[Start of Attachment]

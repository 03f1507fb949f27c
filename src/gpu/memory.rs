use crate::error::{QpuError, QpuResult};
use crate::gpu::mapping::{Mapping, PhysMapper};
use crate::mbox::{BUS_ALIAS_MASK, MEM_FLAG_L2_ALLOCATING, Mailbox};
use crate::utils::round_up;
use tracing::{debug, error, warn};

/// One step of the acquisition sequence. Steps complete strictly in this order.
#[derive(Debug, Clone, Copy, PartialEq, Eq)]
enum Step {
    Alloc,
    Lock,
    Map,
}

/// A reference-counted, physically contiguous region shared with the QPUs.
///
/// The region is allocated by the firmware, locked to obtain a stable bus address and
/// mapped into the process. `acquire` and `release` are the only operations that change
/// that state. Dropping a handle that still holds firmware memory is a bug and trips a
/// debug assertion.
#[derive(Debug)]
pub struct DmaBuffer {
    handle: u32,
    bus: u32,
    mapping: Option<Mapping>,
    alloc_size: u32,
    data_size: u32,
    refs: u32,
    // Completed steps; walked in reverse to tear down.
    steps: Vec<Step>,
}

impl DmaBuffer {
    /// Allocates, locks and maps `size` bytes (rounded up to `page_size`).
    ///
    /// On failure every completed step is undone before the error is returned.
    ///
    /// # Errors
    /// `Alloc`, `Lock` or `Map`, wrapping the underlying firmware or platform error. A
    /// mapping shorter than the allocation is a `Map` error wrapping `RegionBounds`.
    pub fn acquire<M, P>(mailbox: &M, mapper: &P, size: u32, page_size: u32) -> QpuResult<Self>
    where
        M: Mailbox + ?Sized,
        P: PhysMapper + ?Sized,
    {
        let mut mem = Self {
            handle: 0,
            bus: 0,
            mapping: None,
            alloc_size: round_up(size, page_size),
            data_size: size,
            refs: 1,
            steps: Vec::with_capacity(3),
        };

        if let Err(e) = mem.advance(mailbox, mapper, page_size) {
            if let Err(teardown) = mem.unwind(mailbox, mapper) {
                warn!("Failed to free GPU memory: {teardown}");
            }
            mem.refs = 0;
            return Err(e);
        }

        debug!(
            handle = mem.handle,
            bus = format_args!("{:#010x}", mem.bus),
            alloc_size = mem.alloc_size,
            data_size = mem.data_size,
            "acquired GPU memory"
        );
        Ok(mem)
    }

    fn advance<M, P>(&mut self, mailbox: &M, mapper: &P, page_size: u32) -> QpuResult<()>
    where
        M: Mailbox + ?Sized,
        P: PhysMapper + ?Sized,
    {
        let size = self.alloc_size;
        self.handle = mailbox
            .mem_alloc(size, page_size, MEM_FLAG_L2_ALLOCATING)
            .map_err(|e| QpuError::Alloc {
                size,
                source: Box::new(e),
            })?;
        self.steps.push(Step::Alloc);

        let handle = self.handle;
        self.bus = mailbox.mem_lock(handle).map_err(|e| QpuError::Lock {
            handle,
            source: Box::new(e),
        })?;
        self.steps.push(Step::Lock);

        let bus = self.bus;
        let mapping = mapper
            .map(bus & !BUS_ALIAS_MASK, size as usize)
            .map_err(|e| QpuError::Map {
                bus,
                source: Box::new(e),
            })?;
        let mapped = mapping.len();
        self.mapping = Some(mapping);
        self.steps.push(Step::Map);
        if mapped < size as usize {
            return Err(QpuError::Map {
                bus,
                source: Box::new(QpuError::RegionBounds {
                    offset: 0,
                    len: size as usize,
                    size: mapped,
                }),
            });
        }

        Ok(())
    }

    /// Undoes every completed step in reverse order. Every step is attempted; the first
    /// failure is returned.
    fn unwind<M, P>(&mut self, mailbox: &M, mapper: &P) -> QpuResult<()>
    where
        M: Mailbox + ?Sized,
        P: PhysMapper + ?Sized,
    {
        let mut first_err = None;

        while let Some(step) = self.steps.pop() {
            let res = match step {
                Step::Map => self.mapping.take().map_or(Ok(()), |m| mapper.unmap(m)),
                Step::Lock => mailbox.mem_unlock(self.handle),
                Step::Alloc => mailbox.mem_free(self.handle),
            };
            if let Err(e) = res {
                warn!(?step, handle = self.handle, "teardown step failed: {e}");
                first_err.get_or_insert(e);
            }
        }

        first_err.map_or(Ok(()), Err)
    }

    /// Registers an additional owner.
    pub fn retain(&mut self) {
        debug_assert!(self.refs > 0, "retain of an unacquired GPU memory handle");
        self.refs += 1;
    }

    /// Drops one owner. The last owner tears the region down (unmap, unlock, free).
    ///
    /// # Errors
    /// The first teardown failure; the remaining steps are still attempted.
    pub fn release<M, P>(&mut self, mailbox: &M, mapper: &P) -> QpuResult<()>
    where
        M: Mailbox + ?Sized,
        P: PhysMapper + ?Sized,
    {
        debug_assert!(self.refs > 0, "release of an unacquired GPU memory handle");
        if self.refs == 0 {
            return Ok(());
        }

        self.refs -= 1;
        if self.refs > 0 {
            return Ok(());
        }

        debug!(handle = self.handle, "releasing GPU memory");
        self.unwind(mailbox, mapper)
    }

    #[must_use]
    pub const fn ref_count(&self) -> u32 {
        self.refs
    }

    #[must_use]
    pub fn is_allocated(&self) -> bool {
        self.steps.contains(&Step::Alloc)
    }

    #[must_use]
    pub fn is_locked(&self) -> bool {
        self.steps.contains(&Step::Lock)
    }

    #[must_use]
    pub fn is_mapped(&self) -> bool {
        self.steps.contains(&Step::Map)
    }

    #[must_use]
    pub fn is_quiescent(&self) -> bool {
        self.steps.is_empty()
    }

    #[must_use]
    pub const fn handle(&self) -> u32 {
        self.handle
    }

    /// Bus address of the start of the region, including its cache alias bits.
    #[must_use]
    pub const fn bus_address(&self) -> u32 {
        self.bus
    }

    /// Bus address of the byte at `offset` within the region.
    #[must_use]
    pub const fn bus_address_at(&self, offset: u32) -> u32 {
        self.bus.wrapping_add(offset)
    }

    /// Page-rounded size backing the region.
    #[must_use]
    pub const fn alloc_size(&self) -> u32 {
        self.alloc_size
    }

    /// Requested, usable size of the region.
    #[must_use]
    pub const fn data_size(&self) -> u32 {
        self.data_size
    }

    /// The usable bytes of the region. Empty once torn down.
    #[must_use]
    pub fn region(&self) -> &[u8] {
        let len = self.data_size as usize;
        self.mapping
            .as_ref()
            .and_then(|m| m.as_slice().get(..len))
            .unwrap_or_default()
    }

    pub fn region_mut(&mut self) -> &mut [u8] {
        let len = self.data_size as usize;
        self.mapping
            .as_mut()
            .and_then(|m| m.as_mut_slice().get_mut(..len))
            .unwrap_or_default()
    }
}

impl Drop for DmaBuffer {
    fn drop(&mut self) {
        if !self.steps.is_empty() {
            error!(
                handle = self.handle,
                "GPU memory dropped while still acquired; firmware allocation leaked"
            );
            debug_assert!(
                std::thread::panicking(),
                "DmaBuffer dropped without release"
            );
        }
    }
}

[End of Attachment]

Taking the line with "are still attempted." as the first and the line with "pub const fn handle(&self)" as the last, retype that stretch of the data above exactly, with no other lines.

    /// The first teardown failure; the remaining steps are still attempted.
    pub fn release<M, P>(&mut self, mailbox: &M, mapper: &P) -> QpuResult<()>
    where
        M: Mailbox + ?Sized,
        P: PhysMapper + ?Sized,
    {
        debug_assert!(self.refs > 0, "release of an unacquired GPU memory handle");
        if self.refs == 0 {
            return Ok(());
        }

        self.refs -= 1;
        if self.refs > 0 {
            return Ok(());
        }

        debug!(handle = self.handle, "releasing GPU memory");
        self.unwind(mailbox, mapper)
    }

    #[must_use]
    pub const fn ref_count(&self) -> u32 {
        self.refs
    }

    #[must_use]
    pub fn is_allocated(&self) -> bool {
        self.steps.contains(&Step::Alloc)
    }

    #[must_use]
    pub fn is_locked(&self) -> bool {
        self.steps.contains(&Step::Lock)
    }

    #[must_use]
    pub fn is_mapped(&self) -> bool {
        self.steps.contains(&Step::Map)
    }

    #[must_use]
    pub fn is_quiescent(&self) -> bool {
        self.steps.is_empty()
    }

    #[must_use]
    pub const fn handle(&self) -> u32 {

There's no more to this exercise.